On getting ready to get ready

Those of us with depressive or depression-vulnerable temperments often have a special affinity with the penitential seasons of the church year. Advent, in particular, we may find to be a much-needed refuge from the relentless manufactured cheeriness of the commercial "holiday season." We take solice in the collective expressions of longing and expectation, mourning and repentance (or the wallowing in self-condemnation that we are tempted to substitute for true repentance). The minor key music of the more reflective season seems more in line with the posture of our own souls.

The trouble is that these seasons come to an end.
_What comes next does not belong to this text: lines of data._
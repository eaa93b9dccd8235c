//! # Rotating byte frame published alongside the fortunes.
//!
//! [`ByteFrame`] holds exactly [`FRAME_LEN`] bytes, initialized to the identity
//! pattern `frame[i] = i`. Each publish cycle rotates the frame left by one
//! position (first byte moves to the end), so after `k` rotations
//! `frame[i] == (i + k) % 256`. The shifting pattern makes individual publish
//! cycles visible on the subscriber side.

/// Number of bytes in a frame.
pub const FRAME_LEN: usize = 256;

/// Fixed-size byte pattern, rotated in place between publishes.
#[derive(Debug, Clone, PartialEq, Eq)]
pub struct ByteFrame {
    data: [u8; FRAME_LEN],
}

impl ByteFrame {
    /// Creates the initial identity pattern `frame[i] = i`.
    pub fn new() -> Self {
        let mut data = [0u8; FRAME_LEN];
        for (i, b) in data.iter_mut().enumerate() {
            *b = i as u8;
        }
        Self { data }
    }

    /// Rotates the frame left by one position (first byte to the back).
    pub fn rotate(&mut self) {
        self.data.rotate_left(1);
    }

    /// Returns an owned copy of the current pattern.
    ///
    /// The transport consumes payloads asynchronously, so publishes always
    /// hand over a snapshot rather than a view into the live frame.
    pub fn snapshot(&self) -> Vec<u8> {
        self.data.to_vec()
    }

    /// Borrows the current pattern.
    pub fn as_bytes(&self) -> &[u8] {
        &self.data
    }
}

impl Default for ByteFrame {
    fn default() -> Self {
        Self::new()
    }
}

#[cfg(test)]
mod tests {
    use super::*;

    #[test]
    fn new_frame_is_identity_pattern() {
        let frame = ByteFrame::new();
        for (i, b) in frame.as_bytes().iter().enumerate() {
            assert_eq!(*b, i as u8);
        }
    }

    #[test]
    fn rotation_is_cyclic_permutation() {
        let original = ByteFrame::new();
        let mut frame = ByteFrame::new();
        for k in 1..=300usize {
            frame.rotate();
            for i in 0..FRAME_LEN {
                assert_eq!(
                    frame.as_bytes()[i],
                    original.as_bytes()[(i + k) % FRAME_LEN],
                    "mismatch at index {i} after {k} rotations"
                );
            }
        }
    }

    #[test]
    fn full_cycle_restores_original() {
        let mut frame = ByteFrame::new();
        for _ in 0..FRAME_LEN {
            frame.rotate();
        }
        assert_eq!(frame, ByteFrame::new());
    }

    #[test]
    fn snapshot_is_independent_copy() {
        let mut frame = ByteFrame::new();
        let snap = frame.snapshot();
        frame.rotate();
        assert_eq!(snap[0], 0);
        assert_eq!(frame.as_bytes()[0], 1);
    }
}
//! Delivered sample model: valid payload data or a stream lifecycle change.

use std::fmt;

/// One delivered unit from a reader.
///
/// Most samples carry valid payload data. When the set of writers for a topic
/// changes in a way the reader should know about, the broker injects a
/// [`Sample::State`] instead; state samples are observed but never counted as
/// received data.
#[derive(Debug, Clone, PartialEq, Eq)]
pub enum Sample<T> {
    /// Valid payload published by a writer.
    Valid(T),
    /// Lifecycle change on the stream; carries no payload.
    State(StreamState),
}

impl<T> Sample<T> {
    /// True for [`Sample::Valid`].
    pub fn is_valid(&self) -> bool {
        matches!(self, Sample::Valid(_))
    }
}

/// Lifecycle states a stream can transition into.
#[non_exhaustive]
#[derive(Debug, Clone, Copy, PartialEq, Eq)]
pub enum StreamState {
    /// Every writer for the topic has been dropped.
    WritersGone,
}

impl fmt::Display for StreamState {
    fn fmt(&self, f: &mut fmt::Formatter<'_>) -> fmt::Result {
        match self {
            StreamState::WritersGone => write!(f, "no remaining writers"),
        }
    }
}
The holiday at the end of the tunnel feels like a bright light shining straight into eyes accustomed to candlelight. Last year I found myself entering Holy Week not with the impatient expectation that I have chided myself for in the past -- being so eager for Easter that I wished to catapult over the intermediate observations, especially the quiet waiting of Saturday -- but instead with a sense of frantic unpreparedness: "It can't be Easter yet! I'm not ready to rejoice!" Bishop N.T. Wright in Surprised by Hope quite rightly calls upon the church to celebrate the season of Easter with at least as much creative exuberance as we observe Lent with self-denial. Yet I would just as soon go back to Candlemas, see my own shadow, and hunker down for another six weeks of Lent. Seems I may need to repent of a undue attachment to seasons of repentance.

Because this is the grace of the liturgical year -- like time itself, upon which it imposes a sacred order -- it is relentless. It keeps coming around, year after year, season after season, with another opportunity to repent and another opportunity to celebrate. We are never ready for the seasons of preparation; we never find ourselves fully ready even at their end.

I have found comfort in this first week of Advent in the admission of more than one thoughtful blogger that they all too often slip into the pew on Christmas Eve thinking, "Okay, NOW I'm ready for Advent to start."

Some years we may be more ready to reflect and repent, some years we may be more ready to celebrate. But mother church invites us to do both, year after year, in whatever imperfect way we can manage. It's okay that we're not ready to repent -- let us repent anyway. It's okay that we're not ready to rejoice -- let us rejoice anyway. Let us not dread the season nor its coming to an end, but receive both as the gifts they are.